Two-dimensional tunnel bifurcations with dissipation

TL;DR

This paper investigates two-dimensional quantum tunneling with dissipation, identifying bifurcation phenomena and phase transition behaviors, and explains experimental quantum fluctuation data in porphyrins near critical temperature.

Contribution

It introduces a model for dissipative two-particle tunneling, analyzes bifurcation and phase transition phenomena, and correlates findings with experimental data on porphyrins.

Findings

Identification of critical temperature T_c for bifurcation

Observation of cascade bifurcations of tunneling trajectories

Explanation of quantum fluctuations in porphyrins near T_c

Abstract

Two-particle tunneling in synchronous and asynchronous regimes is studied in the framework of dissipative quantum tunneling. We show that the use of the proposed model is justified by a comparison with realistic potential energy surfaces of porphyrin and experimental dependence of the reaction rate on temperature. The critical temperature T_c corresponding to a bifurcation of the underbarrier trajectory is determined. The effect of a heat bath local mode on the probability of two-dimensional tunneling transfer is also investigated.

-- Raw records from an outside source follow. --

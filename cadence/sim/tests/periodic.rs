//! Periodic execution properties on the simulation kernel

use cadence_core::{Duration, Instant};
use cadence_sched::{Scheduler, SchedulerConfig, TaskConfig};
use cadence_sim::jobs::FixedCostJob;
use cadence_sim::SimKernel;

#[test]
fn activations_are_drift_free_over_1000_periods() {
    let sched = Scheduler::new(SchedulerConfig::new());
    let kernel = SimKernel::new();
    kernel.attach(&sched);

    let job: &'static FixedCostJob = Box::leak(Box::new(FixedCostJob::new(1)));
    sched
        .register_periodic(job, TaskConfig::new("beat", Duration::from_ticks(5)))
        .unwrap();
    sched.start(&kernel).unwrap();

    kernel.run_ticks(5 * 1001);

    let starts = job.starts();
    assert!(starts.len() > 1000);
    for pair in starts.windows(2) {
        assert_eq!(pair[1].elapsed_since(pair[0]), Duration::from_ticks(5));
    }
}

#[test]
fn phase_delays_the_first_release() {
    let sched = Scheduler::new(SchedulerConfig::new());
    let kernel = SimKernel::new();
    kernel.attach(&sched);

    let job: &'static FixedCostJob = Box::leak(Box::new(FixedCostJob::new(1)));
    let config = TaskConfig::new("offset", Duration::from_ticks(10))
        .with_phase(Duration::from_ticks(7));
    sched.register_periodic(job, config).unwrap();
    sched.start(&kernel).unwrap();

    kernel.run_ticks(40);

    let releases = job.releases();
    assert_eq!(releases.first(), Some(&Instant::from_ticks(7)));
    for pair in releases.windows(2) {
        assert_eq!(pair[1].elapsed_since(pair[0]), Duration::from_ticks(10));
    }
}
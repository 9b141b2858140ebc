//! The job capability interface
//!
//! A [`Job`] is a unit of schedulable work driven step by step by whichever
//! task hosts it. The same interface is implemented by periodic job bodies
//! and by aperiodic jobs stored in the admission queue; the polling server's
//! queue drain presents itself to the wrapper through the same step
//! protocol.

use crate::time::Instant;

/// Opaque parameter handed to a job on every step.
///
/// The framework never interprets the value; it is typically an index or
/// token the job resolves against its own state.
#[derive(Debug, Clone, Copy, PartialEq, Eq, Default)]
pub struct JobParam(pub usize);

impl JobParam {
    /// Parameter for jobs that carry their own state
    pub const NONE: JobParam = JobParam(0);
}

/// Progress reported by a single job step.
#[derive(Debug, Clone, Copy, PartialEq, Eq)]
pub enum JobStatus {
    /// The step consumed processor time and more work remains
    Pending,
    /// This activation's work is complete; the step consumed no time
    Done,
}

/// Per-step context handed to a job.
#[derive(Debug, Clone, Copy)]
pub struct JobContext {
    param: JobParam,
    now: Instant,
    released: Instant,
    activation: u32,
}

impl JobContext {
    /// Build a context for one job step
    pub const fn new(param: JobParam, now: Instant, released: Instant, activation: u32) -> Self {
        Self {
            param,
            now,
            released,
            activation,
        }
    }

    /// The opaque parameter registered with the job
    pub const fn param(&self) -> JobParam {
        self.param
    }

    /// Current kernel time
    pub const fn now(&self) -> Instant {
        self.now
    }

    /// Release instant of the activation this step belongs to
    pub const fn released(&self) -> Instant {
        self.released
    }

    /// Sequence number of this activation, starting at 1.
    ///
    /// Stable across suspend/resume within one period; aperiodic jobs run
    /// as activation 0.
    pub const fn activation(&self) -> u32 {
        self.activation
    }
}

/// A unit of schedulable work.
///
/// `step` is invoked repeatedly while the hosting task owns the processor.
/// Return [`JobStatus::Pending`] after performing a slice of work, or
/// [`JobStatus::Done`] once the activation is complete. Implementations
/// must not block; blocking waits belong to the hosting task's wrapper.
pub trait Job: Sync {
    /// Perform one slice of work
    fn step(&self, cx: &JobContext) -> JobStatus;
}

At certain values of the parameters, the degeneracy of antiparallel tunneling trajectories is important. Thus, four, six, twelve, etc., pairs of the trajectories should be taken into account (a cascade of bifurcations). For the parallel particle tunneling the bifurcation resembles phase transition of a first kind, while for the antiparallel transfer it behaves as second order phase transition. The proposed theory allows for the explanation of experimental data on quantum fluctuations in two-proton tunneling in porphyrins near the critical temperature.